● What you have to do
Quote the material below exactly as written, from the first line to the line that holds "at all times.", endpoints included.

*** Data listing ***

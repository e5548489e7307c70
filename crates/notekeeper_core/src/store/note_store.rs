//! In-memory note store mirrored to a persistence capability.
//!
//! # Responsibility
//! - Own the authoritative ordered sequence of notes.
//! - Push the full snapshot through `NotePersistence` after every mutation.
//!
//! # Invariants
//! - Note names are unique across the store at all times.
//! - `list()` returns notes in insertion order.
//! - A mutation whose `save()` fails is rolled back, so memory never runs
//!   ahead of the persisted snapshot.

use crate::model::note::Note;
use crate::store::persist::{NotePersistence, PersistenceError, PersistenceResult};
use log::{debug, error, info};
use std::collections::HashSet;
use std::error::Error;
use std::fmt::{Display, Formatter};
use std::time::Instant;

pub type StoreResult<T> = Result<T, StoreError>;

/// Request-scoped store failure.
#[derive(Debug)]
pub enum StoreError {
    /// No note with the given name exists.
    NotFound(String),
    /// `create` collided with an existing name.
    DuplicateName(String),
    /// The mutation was applied but could not be saved; it has been rolled back.
    Persistence(PersistenceError),
}

impl Display for StoreError {
    fn fmt(&self, f: &mut Formatter<'_>) -> std::fmt::Result {
        match self {
            Self::NotFound(name) => write!(f, "note not found: `{name}`"),
            Self::DuplicateName(name) => write!(f, "note already exists: `{name}`"),
            Self::Persistence(err) => write!(f, "{err}"),
        }
    }
}

impl Error for StoreError {
    fn source(&self) -> Option<&(dyn Error + 'static)> {
        match self {
            Self::Persistence(err) => Some(err),
            Self::NotFound(_) | Self::DuplicateName(_) => None,
        }
    }
}

impl From<PersistenceError> for StoreError {
    fn from(value: PersistenceError) -> Self {
        Self::Persistence(value)
    }
}

/// Ordered note collection backed by a persistence capability.
pub struct NoteStore {
    notes: Vec<Note>,
    persistence: Box<dyn NotePersistence>,
}

impl NoteStore {
    /// Loads the persisted snapshot, or starts empty when none exists.
    ///
    /// # Errors
    /// - Propagates read/parse failures from the persistence capability.
    /// - Returns `PersistenceError::DuplicateName` when the snapshot violates
    ///   name uniqueness.
    pub fn load(persistence: impl NotePersistence + 'static) -> PersistenceResult<Self> {
        let started_at = Instant::now();
        info!("event=store_load module=store status=start");

        let notes = match persistence.load().and_then(check_unique_names) {
            Ok(notes) => notes,
            Err(err) => {
                error!(
                    "event=store_load module=store status=error duration_ms={} error={}",
                    started_at.elapsed().as_millis(),
                    err
                );
                return Err(err);
            }
        };

        info!(
            "event=store_load module=store status=ok notes={} duration_ms={}",
            notes.len(),
            started_at.elapsed().as_millis()
        );
        Ok(Self {
            notes,
            persistence: Box::new(persistence),
        })
    }

    /// Writes the full in-memory sequence through the persistence capability.
    pub fn save(&self) -> PersistenceResult<()> {
        self.persistence.persist(&self.notes)
    }

    /// Returns the note named `name`.
    pub fn find(&self, name: &str) -> StoreResult<&Note> {
        self.notes
            .iter()
            .find(|note| note.name == name)
            .ok_or_else(|| StoreError::NotFound(name.to_string()))
    }

    /// Returns all notes in insertion order.
    pub fn list(&self) -> &[Note] {
        &self.notes
    }

    pub fn len(&self) -> usize {
        self.notes.len()
    }

    pub fn is_empty(&self) -> bool {
        self.notes.is_empty()
    }

    pub fn contains(&self, name: &str) -> bool {
        self.position(name).is_some()
    }

    /// Appends a new note and persists.
    pub fn create(&mut self, name: impl Into<String>, text: impl Into<String>) -> StoreResult<&Note> {
        let name = name.into();
        if self.contains(&name) {
            return Err(StoreError::DuplicateName(name));
        }

        self.notes.push(Note::new(name, text));
        if let Err(err) = self.save_after("create") {
            self.notes.pop();
            return Err(err);
        }

        let index = self.notes.len() - 1;
        Ok(&self.notes[index])
    }

    /// Replaces the text of an existing note and persists.
    pub fn update(&mut self, name: &str, text: impl Into<String>) -> StoreResult<&Note> {
        let index = self
            .position(name)
            .ok_or_else(|| StoreError::NotFound(name.to_string()))?;

        let previous = std::mem::replace(&mut self.notes[index].text, text.into());
        if let Err(err) = self.save_after("update") {
            self.notes[index].text = previous;
            return Err(err);
        }

        Ok(&self.notes[index])
    }

    /// Removes an existing note and persists.
    pub fn delete(&mut self, name: &str) -> StoreResult<Note> {
        let index = self
            .position(name)
            .ok_or_else(|| StoreError::NotFound(name.to_string()))?;

        let removed = self.notes.remove(index);
        if let Err(err) = self.save_after("delete") {
            self.notes.insert(index, removed);
            return Err(err);
        }

        Ok(removed)
    }

    fn position(&self, name: &str) -> Option<usize> {
        self.notes.iter().position(|note| note.name == name)
    }

    fn save_after(&self, op: &str) -> StoreResult<()> {
        let started_at = Instant::now();
        match self.save() {
            Ok(()) => {
                debug!(
                    "event=note_persist module=store status=ok op={} notes={} duration_ms={}",
                    op,
                    self.notes.len(),
                    started_at.elapsed().as_millis()
                );
                Ok(())
            }
            Err(err) => {
                error!(
                    "event=note_persist module=store status=error op={} duration_ms={} error={}",
                    op,
                    started_at.elapsed().as_millis(),
                    err
                );
                Err(err.into())
            }
        }
    }
}

fn check_unique_names(snapshot: Option<Vec<Note>>) -> PersistenceResult<Vec<Note>> {
    let notes = snapshot.unwrap_or_default();
    let mut seen = HashSet::with_capacity(notes.len());
    for note in &notes {
        if !seen.insert(note.name.as_str()) {
            return Err(PersistenceError::DuplicateName(note.name.clone()));
        }
    }
    Ok(notes)
}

*** End of Data listing ***

● Response to the exercise
repository e5548489e7307c70
filename crates/notekeeper_core/src/store/note_store.rs
//! In-memory note store mirrored to a persistence capability.
//!
//! # Responsibility
//! - Own the authoritative ordered sequence of notes.
//! - Push the full snapshot through `NotePersistence` after every mutation.
//!
//! # Invariants
//! - Note names are unique across the store at all times.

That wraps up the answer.